The most classical example is if a distance matrix between cities are used as an input, MDS gives the coordinates as the output. In the following example we are going to “generate” 10 cities, plot them, get distance matrix, run MDS on the distance matrix and get coordinates back.
#Set the seed for reproducibility
set.seed(58)
#Create a coordinate matrix (all coordinates are between 0 and 1).
#Suppose the places of cities A to J
coord_mat<-matrix(round(runif(20),6),ncol=2)
#Column names of the coordinate matrix, say x and y
colnames(coord_mat)<-c("x","y")
#Row names of the coordinates are cities.
#LETTERS is a predefined vector with letters of the English alphabet.

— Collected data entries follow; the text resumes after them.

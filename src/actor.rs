// Copyright 2019-2021 Parity Technologies (UK) Ltd.
// This file is part of fair-pool.

// fair-pool is free software: you can redistribute it and/or modify
// it under the terms of the GNU General Public License as published by
// the Free Software Foundation, either version 3 of the License, or
// (at your option) any later version.

// fair-pool is distributed in the hope that it will be useful,
// but WITHOUT ANY WARRANTY; without even the implied warranty of
// MERCHANTABILITY or FITNESS FOR A PARTICULAR PURPOSE.  See the
// GNU General Public License for more details.

// You should have received a copy of the GNU General Public License
// along with fair-pool. If not, see <http://www.gnu.org/licenses/>.

//! Message-driven entities multiplexed onto a shared [`Scheduler`].
//!
//! An actor owns a mailbox of `(message, sender)` pairs and processes them
//! one at a time. Two modes exist: `receive` parks the calling thread until
//! a message arrives, while `react` registers a continuation and returns,
//! letting a handful of pool workers drive any number of actors. The state
//! machine guarantees at most one continuation is ever pending and at most
//! one thread runs a given actor's handler at a time.

use std::{
	collections::VecDeque,
	panic::{catch_unwind, resume_unwind, AssertUnwindSafe},
	sync::Arc,
};

use parking_lot::{Condvar, Mutex};

use crate::{
	error::{Error, Result},
	scheduler::Scheduler,
};

#[derive(Clone, Copy, Debug, PartialEq, Eq)]
enum ActorState {
	/// No continuation pending; `receive` and `react` are both allowed.
	Inactive,
	/// A thread is parked inside `receive`.
	Receiving,
	/// A handler is registered and waits for the next post to arm it.
	PendingReact,
	/// A drain pass is live on some worker.
	Reacting,
}

type Handler<M> = Box<dyn FnOnce(M, Option<Actor<M>>) + Send>;
type Act<M> = Box<dyn Fn(Actor<M>) + Send + Sync>;

struct Mailbox<M: Send + 'static> {
	queue: VecDeque<(M, Option<Actor<M>>)>,
	state: ActorState,
	handler: Option<Handler<M>>,
}

struct Inner<M: Send + 'static> {
	scheduler: Arc<dyn Scheduler>,
	mailbox: Mutex<Mailbox<M>>,
	available: Condvar,
	act: Act<M>,
}

/// Handle to a message-driven entity processing messages of type `M`.
///
/// Handles are cheap clones of the same actor; posting from several threads
/// is fine. The actor has no thread of its own; its `react` continuations
/// run wherever its scheduler puts them, and `receive` borrows the caller's
/// thread.
pub struct Actor<M: Send + 'static> {
	inner: Arc<Inner<M>>,
}

impl<M: Send + 'static> Clone for Actor<M> {
	fn clone(&self) -> Self {
		Actor { inner: Arc::clone(&self.inner) }
	}
}

/// Identity comparison, so a handler can tell senders apart.
impl<M: Send + 'static> PartialEq for Actor<M> {
	fn eq(&self, other: &Self) -> bool {
		Arc::ptr_eq(&self.inner, &other.inner)
	}
}

impl<M: Send + 'static> Eq for Actor<M> {}

impl<M: Send + 'static> std::fmt::Debug for Actor<M> {
	fn fmt(&self, f: &mut std::fmt::Formatter<'_>) -> std::fmt::Result {
		f.debug_struct("Actor").field("state", &self.inner.mailbox.lock().state).finish()
	}
}

impl<M: Send + 'static> Actor<M> {
	/// An actor with no entry point; drive it with `receive`/`react`
	/// directly, or post to it from elsewhere.
	pub fn new(scheduler: Arc<dyn Scheduler>) -> Self {
		Self::with_act(scheduler, |_| {})
	}

	/// An actor whose message loop is `act`; [`Actor::start`] schedules it.
	pub fn with_act<F>(scheduler: Arc<dyn Scheduler>, act: F) -> Self
	where
		F: Fn(Actor<M>) + Send + Sync + 'static,
	{
		Actor {
			inner: Arc::new(Inner {
				scheduler,
				mailbox: Mutex::new(Mailbox {
					queue: VecDeque::new(),
					state: ActorState::Inactive,
					handler: None,
				}),
				available: Condvar::new(),
				act: Box::new(act),
			}),
		}
	}

	/// Schedule the actor's `act` entry point.
	pub fn start(&self) {
		let this = self.clone();
		self.inner.scheduler.schedule(Box::new(move || {
			let actor = this.clone();
			(this.inner.act)(actor);
		}));
	}

	/// Enqueue a message with no sender attached.
	pub fn post(&self, message: M) {
		self.deliver(message, None);
	}

	/// Enqueue a message and record who sent it.
	pub fn post_from(&self, message: M, sender: &Actor<M>) {
		self.deliver(message, Some(sender.clone()));
	}

	fn deliver(&self, message: M, sender: Option<Actor<M>>) {
		let mut mailbox = self.inner.mailbox.lock();
		mailbox.queue.push_back((message, sender));
		match mailbox.state {
			ActorState::Receiving => {
				self.inner.available.notify_one();
			}
			ActorState::PendingReact => {
				mailbox.state = ActorState::Reacting;
				drop(mailbox);
				self.schedule_drain();
			}
			// a live drain picks the message up; otherwise it waits for a
			// receive/react
			ActorState::Reacting | ActorState::Inactive => {}
		}
	}

	/// Block the calling thread until a message arrives, then handle it.
	///
	/// Only allowed while the actor has no continuation pending
	/// ([`Error::ActorAlreadySuspended`] otherwise). This mode pins the
	/// calling thread for the duration of the wait.
	pub fn receive<F>(&self, handler: F) -> Result<()>
	where
		F: FnOnce(M),
	{
		self.receive_from(|message, _| handler(message))
	}

	/// Like [`Actor::receive`], with the sender visible to the handler.
	pub fn receive_from<F>(&self, handler: F) -> Result<()>
	where
		F: FnOnce(M, Option<Actor<M>>),
	{
		let (message, sender) = {
			let mut mailbox = self.inner.mailbox.lock();
			if mailbox.state != ActorState::Inactive {
				return Err(Error::ActorAlreadySuspended);
			}
			mailbox.state = ActorState::Receiving;
			loop {
				if let Some(pair) = mailbox.queue.pop_front() {
					mailbox.state = ActorState::Inactive;
					break pair;
				}
				self.inner.available.wait(&mut mailbox);
			}
		};
		handler(message, sender);
		Ok(())
	}

	/// Register a one-shot continuation for the next message and return
	/// immediately. The continuation runs on the actor's scheduler.
	pub fn react<F>(&self, handler: F) -> Result<()>
	where
		F: FnOnce(M) + Send + 'static,
	{
		self.react_from(move |message, _| handler(message))
	}

	/// Like [`Actor::react`], with the sender visible to the handler.
	pub fn react_from<F>(&self, handler: F) -> Result<()>
	where
		F: FnOnce(M, Option<Actor<M>>) + Send + 'static,
	{
		let mut mailbox = self.inner.mailbox.lock();
		match mailbox.state {
			ActorState::Receiving | ActorState::PendingReact => {
				return Err(Error::ActorAlreadySuspended)
			}
			ActorState::Reacting | ActorState::Inactive => {}
		}
		mailbox.handler = Some(Box::new(handler));
		match mailbox.state {
			// called from inside a handler: the live drain continues with
			// the new handler, nothing to schedule
			ActorState::Reacting => {}
			_ if !mailbox.queue.is_empty() => {
				mailbox.state = ActorState::Reacting;
				drop(mailbox);
				self.schedule_drain();
			}
			_ => mailbox.state = ActorState::PendingReact,
		}
		Ok(())
	}

	/// Keep reacting with `handler` until it returns `false`. Re-arming
	/// happens from inside the handler, so a message burst is drained
	/// without a scheduler round-trip per message.
	pub fn loop_react<F>(&self, handler: F) -> Result<()>
	where
		F: FnMut(M) -> bool + Send + 'static,
	{
		let mut handler = handler;
		self.loop_react_from(move |message, _| handler(message))
	}

	/// Like [`Actor::loop_react`], with the sender visible to the handler.
	pub fn loop_react_from<F>(&self, handler: F) -> Result<()>
	where
		F: FnMut(M, Option<Actor<M>>) -> bool + Send + 'static,
	{
		let this = self.clone();
		let mut handler = handler;
		self.react_from(move |message, sender| {
			if handler(message, sender) {
				// re-arms while the drain is live, so this cannot fail
				let _ = this.loop_react_from(handler);
			}
		})
	}

	fn schedule_drain(&self) {
		let this = self.clone();
		self.inner.scheduler.schedule(Box::new(move || this.drain()));
	}

	/// Drain pass over the mailbox, run on a scheduler worker. Bounded by the
	/// mailbox size at entry so one busy actor cannot monopolise the worker;
	/// leftovers trigger a reschedule instead.
	fn drain(self) {
		let mut budget = self.inner.mailbox.lock().queue.len();
		loop {
			let (handler, message, sender) = {
				let mut mailbox = self.inner.mailbox.lock();
				if mailbox.queue.is_empty() {
					// handler stays registered; the next post re-arms us
					mailbox.state = ActorState::PendingReact;
					return;
				}
				if budget == 0 {
					drop(mailbox);
					self.schedule_drain();
					return;
				}
				let handler = match mailbox.handler.take() {
					Some(handler) => handler,
					None => {
						mailbox.state = ActorState::Inactive;
						return;
					}
				};
				let (message, sender) =
					mailbox.queue.pop_front().expect("mailbox checked non-empty above; qed");
				budget -= 1;
				(handler, message, sender)
			};

			let outcome = catch_unwind(AssertUnwindSafe(|| handler(message, sender)));
			if let Err(panic) = outcome {
				// restore the actor so it can be restarted, then let the
				// panic continue to the scheduler's worker
				let mut mailbox = self.inner.mailbox.lock();
				mailbox.state = ActorState::Inactive;
				mailbox.handler = None;
				drop(mailbox);
				log::error!("actor handler panicked, actor reset to inactive");
				resume_unwind(panic);
			}

			let mut mailbox = self.inner.mailbox.lock();
			if mailbox.handler.is_none() {
				mailbox.state = ActorState::Inactive;
				return;
			}
		}
	}
}

#[cfg(test)]
mod test {
	use super::*;
	use crate::pool::Job;
	use std::{
		sync::atomic::{AtomicUsize, Ordering},
		thread,
		time::Duration,
	};

	/// Runs jobs on the calling thread, making drains synchronous and the
	/// tests deterministic.
	struct Immediate;

	impl Scheduler for Immediate {
		fn schedule(&self, job: Job) {
			job();
		}
	}

	fn immediate() -> Arc<dyn Scheduler> {
		Arc::new(Immediate)
	}

	#[test]
	fn react_handles_a_later_post() {
		let actor: Actor<u32> = Actor::new(immediate());
		let seen = Arc::new(AtomicUsize::new(0));
		let sink = Arc::clone(&seen);
		actor.react(move |n| sink.store(n as usize, Ordering::SeqCst)).unwrap();

		assert_eq!(seen.load(Ordering::SeqCst), 0);
		actor.post(17);
		assert_eq!(seen.load(Ordering::SeqCst), 17);
	}

	#[test]
	fn react_drains_messages_posted_first() {
		let actor: Actor<u32> = Actor::new(immediate());
		actor.post(5);
		let seen = Arc::new(AtomicUsize::new(0));
		let sink = Arc::clone(&seen);
		actor.react(move |n| sink.store(n as usize, Ordering::SeqCst)).unwrap();
		assert_eq!(seen.load(Ordering::SeqCst), 5);
	}

	#[test]
	fn loop_react_consumes_a_burst_in_order() {
		let actor: Actor<u32> = Actor::new(immediate());
		for n in 0..6 {
			actor.post(n);
		}
		let seen = Arc::new(Mutex::new(Vec::new()));
		let sink = Arc::clone(&seen);
		actor
			.loop_react(move |n| {
				sink.lock().push(n);
				n < 4
			})
			.unwrap();
		// handler said stop at 4; the last message stays queued
		assert_eq!(*seen.lock(), vec![0, 1, 2, 3, 4]);
	}

	#[test]
	fn second_continuation_is_rejected() {
		let actor: Actor<u32> = Actor::new(immediate());
		actor.react(|_| {}).unwrap();
		assert!(matches!(actor.react(|_| {}), Err(Error::ActorAlreadySuspended)));
		assert!(matches!(actor.receive(|_| {}), Err(Error::ActorAlreadySuspended)));

		// arming it clears the suspension
		actor.post(1);
		actor.react(|_| {}).unwrap();
	}

	#[test]
	fn receive_blocks_until_a_message_arrives() {
		let actor: Actor<String> = Actor::new(immediate());
		let from_actor = actor.clone();
		let poster = thread::spawn(move || {
			thread::sleep(Duration::from_millis(20));
			from_actor.post("hello".to_string());
		});

		let mut observed = None;
		actor.receive_from(|message, sender| observed = Some((message, sender))).unwrap();
		poster.join().unwrap();

		let (message, sender) = observed.unwrap();
		assert_eq!(message, "hello");
		assert!(sender.is_none());
	}

	#[test]
	fn sender_identity_travels_with_the_message() {
		let a1: Actor<&'static str> = Actor::new(immediate());
		let a2: Actor<&'static str> = Actor::new(immediate());

		a2.post_from("ping", &a1);
		let mut observed = None;
		a2.receive_from(|message, sender| observed = Some((message, sender))).unwrap();

		let (message, sender) = observed.unwrap();
		assert_eq!(message, "ping");
		assert_eq!(sender, Some(a1.clone()));
		assert_ne!(sender, Some(a2));
	}

	#[test]
	fn start_schedules_the_act_entry_point() {
		let entered = Arc::new(AtomicUsize::new(0));
		let marker = Arc::clone(&entered);
		let actor: Actor<u32> = Actor::with_act(immediate(), move |actor| {
			marker.fetch_add(1, Ordering::SeqCst);
			let _ = actor.react(|_| {});
		});
		actor.start();
		assert_eq!(entered.load(Ordering::SeqCst), 1);
	}

	#[test]
	fn handler_panic_restores_the_actor() {
		let actor: Actor<u32> = Actor::new(immediate());
		actor.react(|_| panic!("handler failed")).unwrap();
		let result = std::panic::catch_unwind(AssertUnwindSafe(|| actor.post(1)));
		assert!(result.is_err());

		// restartable afterwards
		let seen = Arc::new(AtomicUsize::new(0));
		let sink = Arc::clone(&seen);
		actor.react(move |n| sink.store(n as usize, Ordering::SeqCst)).unwrap();
		actor.post(9);
		assert_eq!(seen.load(Ordering::SeqCst), 9);
	}
}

rownames(coord_mat)<-LETTERS[1:10]
#Create distance matrix
dist_mat<-dist(coord_mat)
#Display coordinate matrix
print(coord_mat)
## x y
## A 0.326454 0.031954
## B 0.144960 0.653293
## C 0.666349 0.392102
## D 0.942411 0.569635
## E 0.836936 0.690193
## F 0.363652 0.234271
## G 0.240290 0.970383
## H 0.728265 0.592039
## I 0.267996 0.802786
## J 0.582656 0.164829
ggplot(as.data.frame(coord_mat),aes(x=x,y=y)) + geom_text(label=rownames(coord_mat))
print(dist_mat)
## A B C D E F G
## B 0.6473038
## C 0.4952123 0.5831528
## D 0.8176209 0.8018271 0.3282197
## E 0.8329889 0.6929592 0.3434504 0.1601849
## F 0.2057082 0.4726580 0.3413738 0.6689028 0.6571625
## G 0.9423764 0.3311101 0.7182863 0.8084385 0.6591607 0.7463773
## H 0.6893093 0.5865124 0.2093046 0.2153148 0.1464363 0.5108234 0.6174656
## I 0.7730455 0.1936131 0.5721420 0.7135790 0.5799741 0.5765062 0.1698716
## J 0.2886091 0.6558772 0.2421932 0.5415640 0.5836657 0.2297497 0.8752895
## H I
## B
## C
## D
## E
## F
## G
## H
## I 0.5062231
## J 0.4513428 0.7113368
#Now let's employ Multidimensional Scaling (MDS)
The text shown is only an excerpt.